Par Martine Delvaux
Ce que je voudrais te dire
Que tu l’entendes quelque part à l’intérieur de toi
Que ça résonne, que ça fasse écho
Que ça s’installe précieusement pour t’accompagner
Des mots-talisman
Des mots-bouclier
Des mots-boussole
Des mots-école
Des mots-secours
Des mots-amour
Des mots à garder comme un phare qui ne s’éteint pas
Des mots comme une ritournelle qu’on écoute pour se rassurer
Des mots comme ceux que j’aurais voulu entendre quand moi j’étais petite
Et encore quand je suis devenue un peu plus grande
Et encore souvent aujourd’hui
Des mots qui me permettraient de me rappeler de celle que j’étais avant et qui est toujours là en moi
Celle qui a survécu aux Où vas-tu? Avec qui tu sors? Pourquoi tu t’es mise si belle?

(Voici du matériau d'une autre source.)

//! Built-in strategies.
//!
//! These carry no external collaborators: each one describes the work it
//! would hand to an AI-completion or shell backend and reports it as done.
//! They exist so plans can be run end to end from the CLI.

use async_trait::async_trait;
use tracing::debug;

use crate::domain::errors::ExecutionError;
use crate::domain::models::{StrategyContext, StrategyOutput, Task, TaskType};
use crate::domain::ports::{ExecutionStrategy, StrategyCapabilities};

/// Single-shot execution for small, low-risk work.
#[derive(Debug, Default, Clone, Copy)]
pub struct DirectStrategy;

impl DirectStrategy {
    pub fn new() -> Self {
        Self
    }
}

#[async_trait]
impl ExecutionStrategy for DirectStrategy {
    fn name(&self) -> &'static str {
        "direct"
    }

    fn capabilities(&self) -> StrategyCapabilities {
        StrategyCapabilities::all()
    }

    fn suitability(&self, task: &Task) -> f64 {
        let base: f64 = match task.estimated_complexity {
            0..=3 => 0.8,
            4..=6 => 0.5,
            _ => 0.2,
        };
        if task.context.is_high_risk() {
            base - 0.2
        } else {
            base
        }
    }

    async fn execute(
        &self,
        task: &Task,
        context: &StrategyContext,
    ) -> Result<StrategyOutput, ExecutionError> {
        debug!(task_id = %task.id, attempt = context.attempt, "direct execution");
        Ok(StrategyOutput::new(format!("{}: done", task.title)))
    }
}

/// Most steps an incremental run is split into.
const MAX_INCREMENTAL_STEPS: u8 = 4;

/// Works through a task in small steps, one artifact per step. Suited to
/// code-producing task types.
#[derive(Debug, Default, Clone, Copy)]
pub struct IncrementalStrategy;

impl IncrementalStrategy {
    pub fn new() -> Self {
        Self
    }

    fn steps_for(task: &Task) -> u8 {
        task.estimated_complexity
            .div_ceil(2)
            .clamp(1, MAX_INCREMENTAL_STEPS)
    }
}

#[async_trait]
impl ExecutionStrategy for IncrementalStrategy {
    fn name(&self) -> &'static str {
        "incremental"
    }

    fn capabilities(&self) -> StrategyCapabilities {
        StrategyCapabilities::new([
            TaskType::Implementation,
            TaskType::Refactoring,
            TaskType::Optimization,
            TaskType::Integration,
            TaskType::Debugging,
        ])
    }

    fn suitability(&self, task: &Task) -> f64 {
        (0.4 + 0.05 * f64::from(task.estimated_complexity)).min(0.9)
    }

    async fn execute(
        &self,
        task: &Task,
        context: &StrategyContext,
    ) -> Result<StrategyOutput, ExecutionError> {
        let steps = Self::steps_for(task);
        let mut output = StrategyOutput::new(format!("{}: done in {steps} steps", task.title));
        for step in 1..=steps {
            debug!(task_id = %task.id, step, attempt = context.attempt, "incremental step");
            output = output.with_artifact(format!("{}#step-{step}", task.id));
            tokio::task::yield_now().await;
        }
        Ok(output)
    }
}

/// Review-heavy execution for high-risk or hard-to-diagnose work.
#[derive(Debug, Default, Clone, Copy)]
pub struct CautiousStrategy;

impl CautiousStrategy {
    pub fn new() -> Self {
        Self
    }
}

#[async_trait]
impl ExecutionStrategy for CautiousStrategy {
    fn name(&self) -> &'static str {
        "cautious"
    }

    fn capabilities(&self) -> StrategyCapabilities {
        StrategyCapabilities::all()
    }

    fn suitability(&self, task: &Task) -> f64 {
        if task.context.is_high_risk() {
            0.9
        } else if matches!(task.task_type, TaskType::Debugging | TaskType::Integration) {
            0.7
        } else {
            0.35
        }
    }

    async fn execute(
        &self,
        task: &Task,
        context: &StrategyContext,
    ) -> Result<StrategyOutput, ExecutionError> {
        if context.resources.is_oversubscribed() {
            return Err(ExecutionError::contention("resources oversubscribed, review pass postponed"));
        }
        debug!(task_id = %task.id, attempt = context.attempt, "cautious execution");
        Ok(StrategyOutput::new(format!("{}: done and reviewed", task.title))
            .with_artifact(format!("{}#review", task.id)))
    }
}

#[cfg(test)]
mod tests {
    use super::*;
    use crate::domain::models::{ResourceSnapshot, RiskLevel};
    use uuid::Uuid;

    fn context() -> StrategyContext {
        StrategyContext {
            plan_id: Uuid::new_v4(),
            attempt: 0,
            resources: ResourceSnapshot {
                cpu_used: 0.2,
                cpu_cap: 1.0,
                memory_used_mb: 0.0,
                memory_cap_mb: 500.0,
            },
        }
    }

    #[test]
    fn test_direct_prefers_simple_tasks() {
        let simple = Task::new("a", "", TaskType::Analysis);
        let hard = Task::new("o", "", TaskType::Optimization);
        assert!(DirectStrategy.suitability(&simple) > DirectStrategy.suitability(&hard));
    }

    #[test]
    fn test_incremental_capabilities() {
        let caps = IncrementalStrategy::new().capabilities();
        assert!(caps.supports(TaskType::Implementation));
        assert!(!caps.supports(TaskType::Documentation));
    }

    #[test]
    fn test_cautious_prefers_high_risk() {
        let mut task = Task::new("t", "", TaskType::Testing);
        let normal = CautiousStrategy.suitability(&task);
        task.context.risk_level = RiskLevel::High;
        assert!(CautiousStrategy.suitability(&task) > normal);
        assert!(CautiousStrategy.suitability(&task) > DirectStrategy.suitability(&task));
    }

    #[tokio::test]
    async fn test_incremental_emits_step_artifacts() {
        let task = Task::new("Implement", "", TaskType::Implementation);
        let output = IncrementalStrategy::new()
            .execute(&task, &context())
            .await
            .unwrap();
        // complexity 5 -> 3 steps
        assert_eq!(output.artifacts.len(), 3);
        assert!(!output.summary.is_empty());
    }

    #[tokio::test]
    async fn test_cautious_runs_with_caps_fully_reserved() {
        let mut task = Task::new("Fix", "", TaskType::Debugging);
        task.context.risk_level = RiskLevel::High;
        let mut ctx = context();
        ctx.resources.cpu_used = ctx.resources.cpu_cap;
        ctx.resources.memory_used_mb = ctx.resources.memory_cap_mb;

        let output = CautiousStrategy.execute(&task, &ctx).await.unwrap();
        assert_eq!(output.artifacts, vec![format!("{}#review", task.id)]);
    }

    #[tokio::test]
    async fn test_cautious_backs_off_when_oversubscribed() {
        let task = Task::new("Fix", "", TaskType::Debugging);
        let mut ctx = context();
        ctx.resources.cpu_used = 1.5;

        let err = CautiousStrategy.execute(&task, &ctx).await.unwrap_err();
        assert!(err.is_retryable());
    }

    #[tokio::test]
    async fn test_incremental_step_count_is_capped() {
        let mut task = Task::new("Integrate", "", TaskType::Integration);
        task.estimated_complexity = 10;
        let output = IncrementalStrategy::new()
            .execute(&task, &context())
            .await
            .unwrap();
        assert_eq!(output.artifacts.len(), usize::from(MAX_INCREMENTAL_STEPS));
    }

    #[tokio::test]
    async fn test_builtins_produce_output() {
        let task = Task::new("Analyze", "", TaskType::Analysis);
        let ctx = context();
        assert!(!DirectStrategy.execute(&task, &ctx).await.unwrap().summary.is_empty());
        assert!(!CautiousStrategy.execute(&task, &ctx).await.unwrap().summary.is_empty());
    }
}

Celle qui a recommencé à respirer après la main qui serrait sa nuque
Celle qui s’est libérée après la main en bracelet autour de son poignet
Celle qui a recommencé à parler après les Allez… continue… continue…
Celle qui s’est relevée après avoir été poussée contre un mur, jetée au plancher
Celle qui continue à écrire malgré les Tu n’es pas capable! Tu n’y arriveras pas! Tu n’es pas faite pour ça!
Je voudrais donner les mots qu’il faut
Des mots-rappels
Des mots-mantra
Pour protéger cette fille-là
Qu’on ne la force plus à sourire
Qu’on ne la fasse plus pleurer
Qu’on ne lui dise plus de se taire
Qu’on ne lui dise plus quoi faire
Cette fille-là que tu portes à l’intérieur de toi et à coté de qui je veux rester pour lui dire
Que les baisers ne doivent pas étouffer
Que les caresses ne doivent pas faire saigner
Que les bras qui serrent ne doivent pas emprisonner
Que crier n’est pas parler
Qu’insulter, diminuer, mépriser, contrôler… ce n’est pas ça, aimer
Parce qu’au moment où on ne comprend plus rien
Quand les règles du jeu sont tellement embrouillées qu’on ne sait plus quoi penser
Quand on commence à se dire que c’est de notre faute
Parce qu’une telle méchanceté est si incompréhensible qu’on ne peut donc que l’avoir provoquée
Je voudrais que quelques mots restent vivants
Qu’ils scintillent quelque part à l’intérieur de toi
Que tu les entendes
D’abord dans un léger chuchotement puis de plus en plus fort
Des mots comme les petites braises d’un feu éternel impossible à éteindre :
Tu ne mérites pas ça.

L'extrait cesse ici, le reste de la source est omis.